Officials at the women’s clinic in LA said the facility, which opened in the early ‘90s, has been growing, making it able to meet the needs of more heroes returning home.
"This clinic, when it started it was two half a days a week. Now, it's four or five days from 8 to 4:30," said Dr. Fatma Batuman, medical director of the Comprehensive Women's Health Program of the VA Greater Los Angeles Health Care System.
Batuman said the women's clinic has a full staff – from a mammogram provider to a pharmacist in one place.
"The whole team is involved and we can all sit down together in the room and she feels better," Batuman added.
Diabetes and high-blood pressure are among the conditions most open reported by female veterans.
"Of course on top of that, especially those who have been in combat, they have PTSD [post traumatic stress disorder]; they have depression," Batuman said.
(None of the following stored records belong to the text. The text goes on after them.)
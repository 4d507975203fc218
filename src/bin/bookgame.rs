//! Multi-threaded book game simulation.
//!
//! Spawns one thread per player, lets them race for the books, then prints
//! the books and the leaderboard.

use std::path::PathBuf;
use std::sync::Arc;
use std::thread;

use bookgame::simulation::{self, SimStats, StatsSnapshot};
use bookgame::{BookGame, BookView, GameConfig, Standing};
use clap::Parser;
use rand::SeedableRng;
use rand_chacha::ChaCha8Rng;
use serde::Serialize;
use tracing::info;

#[derive(Parser, Debug)]
#[command(name = "bookgame", about = "Simulate players writing books concurrently")]
struct Args {
    /// Number of concurrent players
    #[arg(short, long, default_value_t = 8)]
    players: usize,

    /// Number of books to create
    #[arg(short, long, default_value_t = 6)]
    books: usize,

    /// Attempts per player
    #[arg(short, long, default_value_t = 200)]
    turns: u64,

    /// Seed for the per-player random generators
    #[arg(long, default_value_t = 0xB00C)]
    seed: u64,

    /// TOML configuration file
    #[arg(short, long)]
    config: Option<PathBuf>,

    /// Override the configured book capacity
    #[arg(long)]
    book_capacity: Option<usize>,

    /// Override the configured leaderboard size
    #[arg(long)]
    leaderboard_size: Option<usize>,

    /// Print the report as JSON
    #[arg(long)]
    json: bool,

    /// Increase log verbosity (-v, -vv, -vvv)
    #[arg(short, long, action = clap::ArgAction::Count)]
    verbose: u8,
}

#[derive(Serialize)]
struct Report {
    stats: StatsSnapshot,
    books: Vec<BookView>,
    leaderboard: Vec<Standing>,
}

fn load_config(args: &Args) -> Result<GameConfig, Box<dyn std::error::Error>> {
    let mut config = match &args.config {
        Some(path) => GameConfig::load(path)?,
        None => GameConfig::default(),
    };
    if let Some(capacity) = args.book_capacity {
        config.book_capacity = capacity;
    }
    if let Some(size) = args.leaderboard_size {
        config.leaderboard_size = size;
    }
    config.validate()?;
    Ok(config)
}

fn main() -> Result<(), Box<dyn std::error::Error>> {
    let args = Args::parse();
    bookgame::telemetry::init(args.verbose).map_err(|e| e.to_string())?;

    let config = load_config(&args)?;
    info!(?config, players = args.players, books = args.books, "starting simulation");

    let game = Arc::new(BookGame::new(config));
    let ids: Arc<Vec<_>> = Arc::new(
        (0..args.books)
            .map(|i| game.create_book(&format!("Book {}", i + 1)).id())
            .collect(),
    );
    let stats = Arc::new(SimStats::new());

    let handles: Vec<_> = (0..args.players)
        .map(|index| {
            let game = Arc::clone(&game);
            let ids = Arc::clone(&ids);
            let stats = Arc::clone(&stats);
            let player = simulation::player_name(index);
            let mut rng = ChaCha8Rng::seed_from_u64(args.seed.wrapping_add(index as u64));
            let turns = args.turns;

            thread::Builder::new()
                .name(player.clone())
                .spawn(move || {
                    for turn in 0..turns {
                        if simulation::all_complete(&game) {
                            break;
                        }
                        simulation::play_turn(&game, &ids, &player, turn, &mut rng, &stats);
                        thread::yield_now();
                    }
                })
        })
        .collect::<std::io::Result<Vec<_>>>()?;

    for handle in handles {
        handle.join().map_err(|_| "player thread panicked")?;
    }

    let books = game.list_books();
    let report = Report {
        stats: stats.snapshot(),
        books: BookView::collect(&books),
        leaderboard: game.leaderboard(),
    };

    if args.json {
        println!("{}", serde_json::to_string_pretty(&report)?);
    } else {
        print_report(&report);
    }

    Ok(())
}

fn print_report(report: &Report) {
    println!("=== Simulation ===");
    println!("Lines written:     {}", report.stats.lines_written);
    println!("Lock conflicts:    {}", report.stats.conflicts);
    println!("Rejected (full):   {}", report.stats.rejected_complete);
    println!("Other errors:      {}", report.stats.other_errors);

    println!("\n=== Books ===");
    for book in &report.books {
        let state = if book.complete { "complete" } else { "in progress" };
        println!("#{} {} ({})", book.id, book.name, state);
        for line in &book.lines {
            println!("    {}", line);
        }
    }

    println!("\n=== Leaderboard ===");
    for (position, standing) in report.leaderboard.iter().enumerate() {
        println!("{:>2}. {:<12} {:>4}", position + 1, standing.player, standing.score);
    }
}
One in five women veterans who use the VA for healthcare screen positive for military sexual trauma, or MST, said Naomi Himmelfarb, staff psychologist at the VA Greater Los Angeles Health Care women's clinic.
Himmelfarb said that 17 percent of veterans, women and men, from the Iraq and Afghanistan wars have reported being sexually abused or harassed during military service.
"What is unique to a VA facility is that we also see a large percentage of patients here with sexual trauma in matriculated military sexual trauma," Himmelfarb said.
Asking colleagues out and unwanted sexual advances are some of the scenarios that fall under MST.
Himmelfarb said there exists a culture within the military where MST occur.
"There are some really excellent commanding officers who do not take this at all and make sure the problem is taken care of but in a lot of cases that doesn't happen," Himmelfarb said
Earlier this year, several former and current military men and women filed a federal lawsuit against Secretary of Defense Leon Panetta among others. It alleges the government has turned a blind eye against alleged victims of MST, not allowing transfers to alleged victims and failing to punish alleged abusers.
While the Department of Defense would not comment on current litigation, a spokesperson tells NBC4 that a new female director has been appointed to the department's Sexual Assault Prevention and Response Office.
Policies created last December will allow for victims to transfer out of units and reports of sexual assaults will be provided to law enforcement and kept up to 50 years, the spokesperson said.
In the early ‘90s, Congress mandated the VA provide physical and mental health services free of charge for victims of MST.
Locally, there are MST coordinators in every clinic, adding to an open door policy where the needs of all vets will be taken into account. According to doctors, an environment that welcomes veterans helps make the transition to civilian life easier.